We found studies with similar results as ours. For example, in South Africa, women were frequently physically abused [24]. In Tanzania, women experienced frequent and unnecessary vaginal examinations to the extent that the vulva got swollen, preventing normal progress of labour. At the same time, frequent vaginal examinations by different people presented a serious risk of infection [25,26,27]. In our study, women did not complain about the risk of infections but talked of feeling humiliated as a result of being checked repeatedly by multiple providers in the presence of strangers.

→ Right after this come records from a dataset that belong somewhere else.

//! Helpers shared by the commands.

use anyhow::{Context, Result};
use serde::Serialize;

/// Print `report` as pretty JSON on stdout.
pub fn print_json<T: Serialize>(report: &T) -> Result<()> {
    let json = serde_json::to_string_pretty(report).context("JSON serialization failed")?;
    println!("{json}");
    Ok(())
}

/// Run a blocking, printing scenario off the async runtime.
pub async fn blocking<T, F>(f: F) -> Result<T>
where
    F: FnOnce() -> Result<T> + Send + 'static,
    T: Send + 'static,
{
    tokio::task::spawn_blocking(f)
        .await
        .context("Scenario task aborted")?
}
//! Demo command implementation.
//!
//! Plays every game in parallel, compares against a sequential run, then
//! walks through the control-flow scenarios.

use anyhow::Result;
use console::style;

use qcoin_games::control::run_all_control;
use qcoin_games::{
    GameKind, ParallelConfig, compare_sequential_parallel, print_header, print_success,
    run_parallel,
};

use super::common::blocking;

const DEMO_THREADS: usize = 4;
const DEMO_TOTAL_SHOTS: u32 = 200;

/// Execute the demo command.
pub async fn execute(seed: Option<u64>) -> Result<()> {
    print_header("Quantum coin game: parallel shots and classical control");

    for game in GameKind::ALL {
        run_parallel(&ParallelConfig {
            seed,
            ..ParallelConfig::for_game(game)
        })
        .await?;
    }

    compare_sequential_parallel(DEMO_THREADS, DEMO_TOTAL_SHOTS, seed, false).await?;

    print_header("Conclusions");
    print_success("One quantum computer object is shared by every worker thread");
    print_success("Worker threads run many simulations in parallel");
    print_success("Large batches finish noticeably faster");
    print_success("Useful for statistics and parameter sweeps");

    blocking(move || run_all_control(1, None, seed)).await?;

    println!();
    println!("{}", style("Demo complete.").green().bold());
    Ok(())
}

Similar findings corroborating to our study were found in Kenya where invasive procedures like episiotomies / suturing of episiotomies without any pain relief were conducted and derogatory remarks on the sexual life of woman were used [28, 29]. It is not clear whether this was a consequence due to the non-availability of supplies or an intentional act on part of the providers.

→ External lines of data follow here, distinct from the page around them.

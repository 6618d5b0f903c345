//! Qubit identifiers.

use serde::{Deserialize, Serialize};
use std::fmt;

/// Index of a qubit on the target machine.
///
/// Programs address qubits directly by index, the way Quil does, so there is
/// no separate allocation step.
#[derive(Debug, Clone, Copy, PartialEq, Eq, PartialOrd, Ord, Hash, Serialize, Deserialize)]
pub struct QubitId(pub u32);

impl QubitId {
    /// The qubit index as a `usize`, for statevector addressing.
    #[inline]
    pub fn index(self) -> usize {
        self.0 as usize
    }
}

impl fmt::Display for QubitId {
    fn fmt(&self, f: &mut fmt::Formatter<'_>) -> fmt::Result {
        write!(f, "{}", self.0)
    }
}

impl From<u32> for QubitId {
    fn from(id: u32) -> Self {
        QubitId(id)
    }
}

impl From<i32> for QubitId {
    fn from(id: i32) -> Self {
        QubitId(u32::try_from(id).expect("QubitId must be non-negative"))
    }
}

impl From<usize> for QubitId {
    fn from(id: usize) -> Self {
        QubitId(u32::try_from(id).expect("QubitId overflow: exceeds u32::MAX"))
    }
}

#[cfg(test)]
mod tests {
    use super::*;

    #[test]
    fn test_qubit_display() {
        assert_eq!(format!("{}", QubitId(0)), "0");
        assert_eq!(format!("{}", QubitId(12)), "12");
    }

    #[test]
    fn test_qubit_ordering() {
        let mut qubits = vec![QubitId(2), QubitId(0), QubitId(1)];
        qubits.sort();
        assert_eq!(qubits, vec![QubitId(0), QubitId(1), QubitId(2)]);
        assert_eq!(QubitId(3).index(), 3);
    }
}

An equally interesting finding, though statistically insignificant was the high prevalence (25%) of abuse in private health facilities compared to the government facilities (30.1%). This shows that abusive provider behavior has become a norm and is not restricted to only government facilities where the providers are over-worked and have to work with limited resources.

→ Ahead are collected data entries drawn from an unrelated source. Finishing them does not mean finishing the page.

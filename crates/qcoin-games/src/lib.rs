//! qcoin games
//!
//! The coin-flip cheater detection game, played on the local QVM:
//!
//! - [`game`]: fair, cheater and counterattack circuits
//! - [`analysis`]: win/tie statistics over readout rows
//! - [`parallel`]: many shots on a pool of worker threads sharing one backend
//! - [`control`]: if/else, while and nested conditionals driven by
//!   mid-circuit measurements
//!
//! # Example
//!
//! ```ignore
//! use qcoin_games::game::GameKind;
//! use qcoin_games::parallel::{ParallelConfig, run_parallel};
//!
//! #[tokio::main]
//! async fn main() -> anyhow::Result<()> {
//!     let report = run_parallel(&ParallelConfig::for_game(GameKind::Cheater)).await?;
//!     assert_eq!(report.stats.player2_wins, 0);
//!     Ok(())
//! }
//! ```

pub mod analysis;
pub mod control;
pub mod game;
pub mod parallel;

use console::style;
use indicatif::{ProgressBar, ProgressStyle};
use std::time::Duration;

pub use analysis::{GameStats, analyze_game};
pub use game::{GameKind, UnknownGameError, game_program};
pub use parallel::{
    ComparisonReport, ParallelConfig, ParallelReport, ThreadRun, compare_sequential_parallel,
    run_parallel, run_parallel_with, run_simulation_single,
};

/// Create a spinner that ticks on its own.
pub fn create_spinner(message: &str) -> ProgressBar {
    let pb = ProgressBar::new_spinner();
    pb.set_style(
        ProgressStyle::with_template("{spinner:.green} [{elapsed_precise}] {msg}")
            .unwrap_or_else(|_| ProgressStyle::default_spinner()),
    );
    pb.set_message(message.to_string());
    pb.enable_steady_tick(Duration::from_millis(100));
    pb
}

/// Print a header.
pub fn print_header(title: &str) {
    println!();
    println!("{}", style("═".repeat(70)).cyan());
    println!("{}", style(format!("  {title}")).cyan().bold());
    println!("{}", style("═".repeat(70)).cyan());
    println!();
}

/// Print a section title.
pub fn print_section(title: &str) {
    println!();
    println!("{}", style(format!("▶ {title}")).green().bold());
    println!("{}", style("─".repeat(40)).dim());
}

/// Print a result line.
pub fn print_result(label: &str, value: impl std::fmt::Display) {
    println!("  {} {}", style(format!("{label}:")).dim(), value);
}

/// Print a success message.
pub fn print_success(message: &str) {
    println!("{} {}", style("✓").green().bold(), message);
}

/// Print a failure message.
pub fn print_failure(message: &str) {
    println!("{} {}", style("✗").red().bold(), message);
}

/// Print an info message.
pub fn print_info(message: &str) {
    println!("{} {}", style("ℹ").blue(), message);
}
//! Classical memory declarations and references.

use serde::{Deserialize, Serialize};
use std::fmt;

use crate::error::{IrError, IrResult};

/// Element type of a classical memory region.
#[derive(Debug, Clone, Copy, PartialEq, Eq, Hash, Serialize, Deserialize)]
pub enum MemoryType {
    /// Single bit, holds 0 or 1.
    Bit,
    /// Signed 64-bit integer.
    Integer,
}

impl fmt::Display for MemoryType {
    fn fmt(&self, f: &mut fmt::Formatter<'_>) -> fmt::Result {
        match self {
            MemoryType::Bit => write!(f, "BIT"),
            MemoryType::Integer => write!(f, "INTEGER"),
        }
    }
}

/// A named, fixed-size region of classical memory.
#[derive(Debug, Clone, PartialEq, Eq, Hash, Serialize, Deserialize)]
pub struct MemoryRegion {
    /// Region name, e.g. `ro`.
    pub name: String,
    /// Element type.
    pub ty: MemoryType,
    /// Number of elements.
    pub size: usize,
}

impl MemoryRegion {
    /// Create a region after validating its name and size.
    pub fn new(name: impl Into<String>, ty: MemoryType, size: usize) -> IrResult<Self> {
        let name = name.into();
        validate_identifier(&name)?;
        if size == 0 {
            return Err(IrError::EmptyRegion(name));
        }
        Ok(Self { name, ty, size })
    }

    /// Reference to element `index` of this region.
    ///
    /// Bounds are checked when the program is compiled, not here.
    pub fn at(&self, index: usize) -> MemoryReference {
        MemoryReference::new(self.name.clone(), index)
    }

    /// References to every element, in order.
    pub fn references(&self) -> impl Iterator<Item = MemoryReference> + '_ {
        (0..self.size).map(|i| self.at(i))
    }
}

impl fmt::Display for MemoryRegion {
    fn fmt(&self, f: &mut fmt::Formatter<'_>) -> fmt::Result {
        write!(f, "DECLARE {} {}[{}]", self.name, self.ty, self.size)
    }
}

/// Reference to one element of a memory region, e.g. `ro[1]`.
#[derive(Debug, Clone, PartialEq, Eq, Hash, Serialize, Deserialize)]
pub struct MemoryReference {
    /// Region name.
    pub name: String,
    /// Element index.
    pub index: usize,
}

impl MemoryReference {
    /// Create a new memory reference.
    pub fn new(name: impl Into<String>, index: usize) -> Self {
        Self {
            name: name.into(),
            index,
        }
    }
}

impl fmt::Display for MemoryReference {
    fn fmt(&self, f: &mut fmt::Formatter<'_>) -> fmt::Result {
        write!(f, "{}[{}]", self.name, self.index)
    }
}

/// Check that `name` is usable as a region or label name.
pub(crate) fn validate_identifier(name: &str) -> IrResult<()> {
    let mut chars = name.chars();
    let valid_start = chars
        .next()
        .is_some_and(|c| c.is_ascii_alphabetic() || c == '_');
    let valid_rest = chars.all(|c| c.is_ascii_alphanumeric() || c == '_' || c == '-');
    if valid_start && valid_rest {
        Ok(())
    } else {
        Err(IrError::InvalidIdentifier(name.to_string()))
    }
}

Strengths and limitations of the study

This study had a number of strengths. It was a unique community based study in India quantitatively exploring disrespect and abuse of women by providers in an institutional setting. We used a validated instrument with many open-ended questions to cross-validate the quantitative questions and explore other forms of abuse. The random selection of clusters and women rendered the sampling bias free and being a single investigator study, there were no inter-observer biases. The chances of recall bias were also limited as it we presume that an extreme event like abuse during delivery could not be forgotten easily. Being self-reported, this study might not have exhaustively captured all cases of abuse. However, given that the negative consequences of abuse for women are mediated by their own view of what is abusive, self-reported data was thought to be the most appropriate measure. Since, different kinds of abuse can occur simultaneously, many categories of abuse were overlapping. We could have explored better associations if we had a larger sample, which was not possible due to budget and time constraints. Additionally, this study was specific to the demographic and cultural context of Varanasi, and hence, could not be generalized to all situations.

Conclusions

This study indicates a significant frequency of disrespect and abuse of women during institutional childbirth. There were no apparent correlations between socio-demographic or delivery characteristics except for the presence of complications during delivery. Regardless of the circumstances and causes, abuse of women during delivery must be viewed as a violation of human rights jeopardizing their health and preventing them from enjoying a respectful and dignified childbirth. Until now, a vertical approach was followed for all the maternal health policies in India. However, to support quality improvements and increased access to service, a rights-based approach should be followed; promoting the active participation of women in all aspects of their own care; where the women are treated not as subordinates but as equals. Additionally, there should be proper accountability measures for directly addressing the inequities in power between the providers and women starting with setting a national rights-based surveillance system on maternal health based on culturally competent and women friendly guidelines. More mixed-method studies with larger sample size studies exploring the health system limitations, provider behavior and the experiences of women are needed by using the tool used in this study or developing a new or modified tool to come up with a single and unified definition of abuse.